What you'll find in the data below, though, is that Gen Z cares a lot about the same things that motivate their workplace forebears. They are not so different from their elders in what they want at work, but they may be more likely to ignore your calls - or take someone else's - if their expectations aren't met.
Part Three Key Findings:
- How to recruit Gen Z: Prioritize pay, flexibility, and stability
- Money talks: More than half of Gen Zers worldwide (54%) - including 62% in the U.K. and 59% in the U.S. - say pay is the most important consideration when applying for their first full-time job. Money becomes increasingly important the older the Gen Zer, with 57% of 22- to 25-year-olds agreeing that nothing outweighs pay, compared to 49% of the 21-and-under crowd.
- Flexible-yet-stable schedules are a must: One in 5 Gen Zers say they want a consistent and predictable schedule (21%) and also expect employers to offer flexibility (23%).
- Not all benefits are equal: Employee perks like free snacks, happy hours, and gym reimbursements are enticing, but traditional benefits (e.g. healthcare coverage, retirement plan, life insurance) are preferred by a 2-1 ratio by Gen Z, regardless of age or stage of life.
- Red flags for Gen Z prospects: A delayed response from a recruiter is a major turn-off for 44% of respondents, especially in Mexico (55%) and India (52%). Same goes for negative employee reviews online (41%), application portals that are not mobile-friendly (29%), and workplaces that have a “dated” feel (24%).
- Customer success matters in recruiting: One in 4 Gen Zers say that having a negative customer experience with an organization would deter them from even applying to work there.
- Help Gen Z advance: One in 5 say training and development is the top employee benefit
- Bring out the best in Gen Z: To get their best work, Gen Zers say they need direct and constructive performance feedback (50%), hands-on training (44%), managers who listen and value their opinions (44%), and freedom to work independently (39%).

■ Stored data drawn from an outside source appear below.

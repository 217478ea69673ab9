// Copyright 2016 Mozilla Foundation
//
// Licensed under the Apache License, Version 2.0 (the "License");
// you may not use this file except in compliance with the License.
// You may obtain a copy of the License at
//
//     http://www.apache.org/licenses/LICENSE-2.0
//
// Unless required by applicable law or agreed to in writing, software
// distributed under the License is distributed on an "AS IS" BASIS,
// WITHOUT WARRANTIES OR CONDITIONS OF ANY KIND, either express or implied.
// See the License for the specific language governing permissions and
// limitations under the License.

use args::Args;
use compiler::ObjectNode;
use compiler::driver::{strip_token, strip_token_with_arg, CompilerDriver, DriverState};

/// Driver for the Green Hills compiler targeting the WiiU.
pub struct GreenHillsWiiU<'a> {
    state: DriverState<'a>,
}

impl<'a> GreenHillsWiiU<'a> {
    pub fn new(object_node: &'a ObjectNode, remote_source_root: &str) -> GreenHillsWiiU<'a> {
        GreenHillsWiiU {
            state: DriverState::new(object_node, remote_source_root),
        }
    }
}

impl<'a> CompilerDriver<'a> for GreenHillsWiiU<'a> {
    fn state(&self) -> &DriverState<'a> {
        &self.state
    }

    fn state_mut(&mut self) -> &mut DriverState<'a> {
        &mut self.state
    }

    fn process_arg_preprocessor_only(&self,
                                     token: &str,
                                     index: &mut usize,
                                     _next_token: &str,
                                     _out: &mut Args) -> bool {
        // Remove the output arg
        if strip_token_with_arg("-o", token, index) {
            return true;
        }

        // Remove the "compile only" flag
        strip_token("-c", token, false)
    }

    fn add_additional_args_preprocessor(&self, out: &mut Args) {
        out.append("-E"); // run the preprocessor only
        out.add_delimiter();
    }
}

- With advancement on the mind, Gen Z is looking for leaders to help them chart a path to promotion: One in 4 expect managers to clearly define goals and expectations (26%) and say regular check-ins during their first month makes for an ideal onboarding experience (25%).
- Empowering leaders to meet these baseline expectations is critically linked to retention: Nearly 1 in 3 Gen Zers worldwide (32%) would stay longer at a company if they have a supportive manager, while respondents in Australia/New Zealand (51%), Canada (49%), and the U.K. (45%) would “never” tolerate an unsupportive manager.
- Motivate with meaning: Money talks, but doing enjoyable work is just as important
- When asked what would make them work harder and stay longer at a company, Gen Zers say doing work that they enjoy or care about is as important as a paycheck, which are the top two motivations cited by about half of respondents worldwide (both 51%).
- Forming connections at work inspires Gen Z: Strong relationships with their teams will motivate nearly 2 in 5 Gen Zers (36%), especially part-time employees (40%).
- A stressful work environment will do the opposite: Nearly half (48%) say stress at work would directly impact performance, and 1 in 3 (33%) would “never” tolerate a dysfunctional team.
- Engage and reward: 1 in 3 Gen Zers say they perform best when working on projects they care about (37%) and when they are rewarded for a job well done (32%) - but make it a cash bonus, says 43% of Gen Zers.
- Financial insecurity - i.e. the fear of being broke - motives Gen Z to enter the workforce, most prominently in the U.K. (63%), U.S. (57%), Australia/New Zealand (56%), France (55%), and Canada (52%).
- Make sure your payroll system and processes are in check: 39% of Gen Zers would never tolerate paycheck errors, with those in the U.S. (46%) and Mexico (45%) being least tolerant.